Recibo con inmenso honor y profunda alegría esta oportunidad de disertar frente a los alumnos y profesores de la Universidad Tribhuvan, en la hermosa tierra del Nepal, cuna del buda Gautama.1 Quisiera que mi gratitud se hiciera extensiva a todos.

Dado que esta ceremonia coincide con un solemne acto de graduación universitaria, también deseo felicitar de todo corazón a todos los que, hoy, se gradúan de esta casa de estudios superiores, una de las instituciones educativas más respetadas de Asia. Me emocionó hondamente escuchar los votos solemnes y profundos de los estudiantes en esta ceremonia. Mi alma se enciende de ilimitada esperanza cuando vislumbro la imagen de estos jóvenes en el futuro, escalando las cumbres montañosas del siglo xxi, con la mente siempre puesta en la dignidad del juramento que hoy acaban de hacer.

Hoy deseo hablar sobre las lecciones vivientes del buda Gautama, a quien considero un sagarmāthā2 del humanismo. Quisiera aprovechar la oportunidad para considerar junto a ustedes el legado espiritual de este gran maestro, centrándome en dos ejes centrales de su filosofía que, además, fueron rasgos sobresalientes de su personalidad: la penetrante luz de su sabiduría y la vasta magnitud de su amor compasivo.
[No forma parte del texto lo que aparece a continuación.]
use mlua::{Lua, Table, Value};
use tracing::warn;

use crate::{error::ScriptResult, value::ScriptValue};

/// Declared type of a record field.
#[derive(Debug, Clone, Copy, PartialEq, Eq)]
pub enum FieldKind {
    /// Whole number, carried as a Lua number.
    Integer,
    /// Double-precision float, carried as a Lua number.
    Float,
    /// UTF-8 text, carried as a Lua string.
    Text,
    /// True or false.
    Boolean,
}

impl FieldKind {
    fn matches(self, value: &ScriptValue) -> bool {
        matches!(
            (self, value),
            (FieldKind::Integer | FieldKind::Float, ScriptValue::Number(_))
                | (FieldKind::Text, ScriptValue::String(_))
                | (FieldKind::Boolean, ScriptValue::Boolean(_))
        )
    }

    fn lua_name(self) -> &'static str {
        match self {
            FieldKind::Integer | FieldKind::Float => "number",
            FieldKind::Text => "string",
            FieldKind::Boolean => "boolean",
        }
    }
}

/// One named, typed field of a record schema.
#[derive(Debug, Clone, Copy)]
pub struct FieldSpec {
    /// Field name, also used as the table key.
    pub name: &'static str,
    /// Declared field type.
    pub kind: FieldKind,
}

impl FieldSpec {
    /// Shorthand constructor, usable in `const` schemas.
    pub const fn new(name: &'static str, kind: FieldKind) -> Self {
        Self { name, kind }
    }
}

/// A host record the marshaler can move across the bridge.
///
/// Implementations declare an ordered, static schema and answer name-keyed
/// reads and writes for exactly the fields it names. `set` is only invoked
/// with a value already checked against the field's [`FieldKind`], so the
/// implementation can match on the expected variant without a fallback
/// error path.
pub trait Record: Default {
    /// The ordered field schema for this record type.
    fn schema() -> &'static [FieldSpec];

    /// Current value of the named schema field.
    fn get(&self, field: &str) -> ScriptValue;

    /// Overwrite the named schema field.
    fn set(&mut self, field: &str, value: ScriptValue);
}

/// A field a table→record conversion had to leave at its default.
#[derive(Debug, Clone, PartialEq, Eq)]
pub struct FieldWarning {
    /// Schema field name.
    pub field: String,
    /// Lua type the schema called for.
    pub expected: &'static str,
    /// Lua type actually found in the table.
    pub found: &'static str,
}

/// Outcome of a table→record conversion.
///
/// Conversion never aborts: fields whose table value had the wrong runtime
/// type keep their defaults and are listed in `warnings` instead.
#[derive(Debug)]
pub struct Converted<R> {
    /// The converted record.
    pub record: R,
    /// One entry per defaulted field; empty on a clean conversion.
    pub warnings: Vec<FieldWarning>,
}

/// Build a fresh table holding one entry per schema field, in schema order.
pub(crate) fn to_table<R: Record>(lua: &Lua, record: &R) -> ScriptResult<Table> {
    let table = lua.create_table()?;
    for spec in R::schema() {
        table.set(spec.name, record.get(spec.name))?;
    }
    Ok(table)
}

/// Fold every table pair into a fresh record, keyed by field name.
///
/// No iteration order is assumed. Non-string keys and names outside the
/// schema are skipped; a value of the wrong type defaults its field and
/// records a warning.
pub(crate) fn from_table<R: Record>(table: &Table) -> ScriptResult<Converted<R>> {
    let mut record = R::default();
    let mut warnings = Vec::new();
    for pair in table.clone().pairs::<Value, ScriptValue>() {
        let (key, value) = pair?;
        let Value::String(key) = key else { continue };
        let key = key.to_string_lossy().to_string();
        let Some(spec) = R::schema().iter().find(|spec| spec.name == key) else {
            continue;
        };
        if spec.kind.matches(&value) {
            record.set(spec.name, value);
        } else {
            warn!(
                field = spec.name,
                expected = spec.kind.lua_name(),
                found = value.type_name(),
                "field left at its default"
            );
            warnings.push(FieldWarning {
                field: spec.name.to_string(),
                expected: spec.kind.lua_name(),
                found: value.type_name(),
            });
        }
    }
    Ok(Converted { record, warnings })
}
El estado de la civilización contemporánea nos recuerda un cruce forzado a través de un mar ignoto y embestido por las tormentas. La mención me hace recordar el siguiente poema de uno de sus grandes hombres de letras, Bala Krishna Sama (1903-1981):

¡Haz a un lado el balbuceo,
propio de un niño ignorante,
rechaza la desunión,
desaira y aleja la ciega credulidad!
¡Ten fe en el humanismo,
vive y deja vivir a tus semejantes!
Que la rivalidad solo exista
en la búsqueda de la verdad,
que el arrojo solo exista
para lograr que el bien se imponga.
¡Ah, mundo mío,
haz trizas el arco atómico, te pido,
antes de que exhale mi último aliento fugaz!
¡Barre de la faz del mundo
el nombre de la guerra,
con el cantar de la paz siempre perdurable!3

Este poema expresa un alma sedienta y ansiosa de hallar la paz en este siglo desgarrado por la guerra, así como el viajero desfallece por agua en el desierto. Tengo la certeza de que estos nobles y bellos sentimientos son compartidos por todo el pueblo del Nepal.
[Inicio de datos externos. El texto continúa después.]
//! Exactly-once span finalization
//!
//! The controller owns the span sink for one streaming call. It records the
//! first-chunk latency event and, when the stream terminates, attaches the
//! reconstructed response, sets the status and ends the span. `finish` is
//! guarded so the span is ended at most once no matter how often the
//! terminal condition is reached.

use chrono::Utc;
use serde_json::Value;
use tracing::{debug, warn};

use crate::attributes::{AttributeExtractor, AttributeTiers};
use crate::config::Config;
use crate::span::{ExceptionRecord, SpanSink, SpanStatus};

/// How the wrapped stream terminated
#[derive(Debug, Clone, PartialEq)]
pub enum StreamOutcome {
    /// The stream signalled exhaustion
    Completed,
    /// The stream yielded an error
    Failed(ExceptionRecord),
}

pub struct SpanLifecycleController {
    sink: Box<dyn SpanSink>,
    extractor: Box<dyn AttributeExtractor>,
    max_attributes: usize,
    first_chunk_event: String,
    first_chunk_seen: bool,
    finished: bool,
}

impl SpanLifecycleController {
    pub fn new(
        sink: impl SpanSink + 'static,
        extractor: impl AttributeExtractor + 'static,
    ) -> Self {
        Self::from_config(Box::new(sink), Box::new(extractor), &Config::default())
    }

    /// Build a controller using the `[span]` and `[stream]` settings
    pub fn from_config(
        sink: Box<dyn SpanSink>,
        extractor: Box<dyn AttributeExtractor>,
        config: &Config,
    ) -> Self {
        Self {
            sink,
            extractor,
            max_attributes: config.span.max_attributes,
            first_chunk_event: config.stream.first_chunk_event.clone(),
            first_chunk_seen: false,
            finished: false,
        }
    }

    /// Override the attribute-count ceiling
    pub fn max_attributes(mut self, max_attributes: usize) -> Self {
        self.max_attributes = max_attributes;
        self
    }

    pub fn is_finished(&self) -> bool {
        self.finished
    }

    /// Emit the first-chunk event. Only the first call has any effect.
    pub fn record_first_chunk(&mut self) {
        if self.first_chunk_seen || self.finished {
            return;
        }
        self.first_chunk_seen = true;
        self.sink.add_event(&self.first_chunk_event, Utc::now());
    }

    /// Attach the response, set the status and end the span.
    ///
    /// A second call is a no-op. Extraction and attribute failures are logged
    /// and never prevent the span from being ended.
    pub fn finish(&mut self, response: Option<&Value>, outcome: StreamOutcome) {
        if self.finished {
            debug!("Span already finished, ignoring repeated finish");
            return;
        }
        self.finished = true;

        match self.extractor.extract(response) {
            Ok(tiers) => self.attach(tiers),
            Err(e) => warn!(
                error_type = "extraction",
                error_message = %e,
                "Attribute extraction failed, ending span without response attributes"
            ),
        }

        let status = match outcome {
            StreamOutcome::Completed => SpanStatus::Ok,
            StreamOutcome::Failed(exception) => {
                self.sink.record_exception(&exception, Utc::now());
                SpanStatus::Error(exception.description())
            }
        };
        debug!(status = ?status, "Finishing stream span");

        self.sink.set_status(status);
        self.sink.end(Utc::now());
    }

    /// Core tier first, unconditionally; extras only while under the ceiling.
    fn attach(&mut self, tiers: AttributeTiers) {
        let mut attached = 0usize;

        for (key, value) in tiers.core {
            match self.sink.set_attribute(&key, value) {
                Ok(()) => attached += 1,
                Err(e) => warn!(
                    error_type = "sink",
                    error_message = %e,
                    attribute = %key,
                    "Failed to attach core attribute"
                ),
            }
        }

        let budget = self.max_attributes.saturating_sub(attached);
        let total_extra = tiers.extra.len();

        for (key, value) in tiers.extra.into_iter().take(budget) {
            if let Err(e) = self.sink.set_attribute(&key, value) {
                warn!(
                    error_type = "sink",
                    error_message = %e,
                    attribute = %key,
                    "Failed to attach attribute"
                );
            }
        }

        if total_extra > budget {
            debug!(
                dropped = total_extra - budget,
                max_attributes = self.max_attributes,
                "Attribute ceiling reached, dropping extra attributes"
            );
        }
    }
}

impl std::fmt::Debug for SpanLifecycleController {
    fn fmt(&self, f: &mut std::fmt::Formatter<'_>) -> std::fmt::Result {
        f.debug_struct("SpanLifecycleController")
            .field("max_attributes", &self.max_attributes)
            .field("first_chunk_seen", &self.first_chunk_seen)
            .field("finished", &self.finished)
            .finish_non_exhaustive()
    }
}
La aspiración y el deseo de la Soka Gakkai Internacional son los mismos que manifestó el buda Gautama, quien, por su suprema benevolencia y sabiduría, se erige como sagarmāthā del humanismo; su vida fue una lucha incesante y sin reservas para permitir a todas las personas disfrutar de una vida segura y pacífica.

El primer aspecto de la sabiduría de Gautama que hoy quisiera analizar se encuentra en uno de sus alegatos más imperiosos: que hagamos surgir el pleno brillo de la Torre de los Tesoros que hay en nuestro ser interior.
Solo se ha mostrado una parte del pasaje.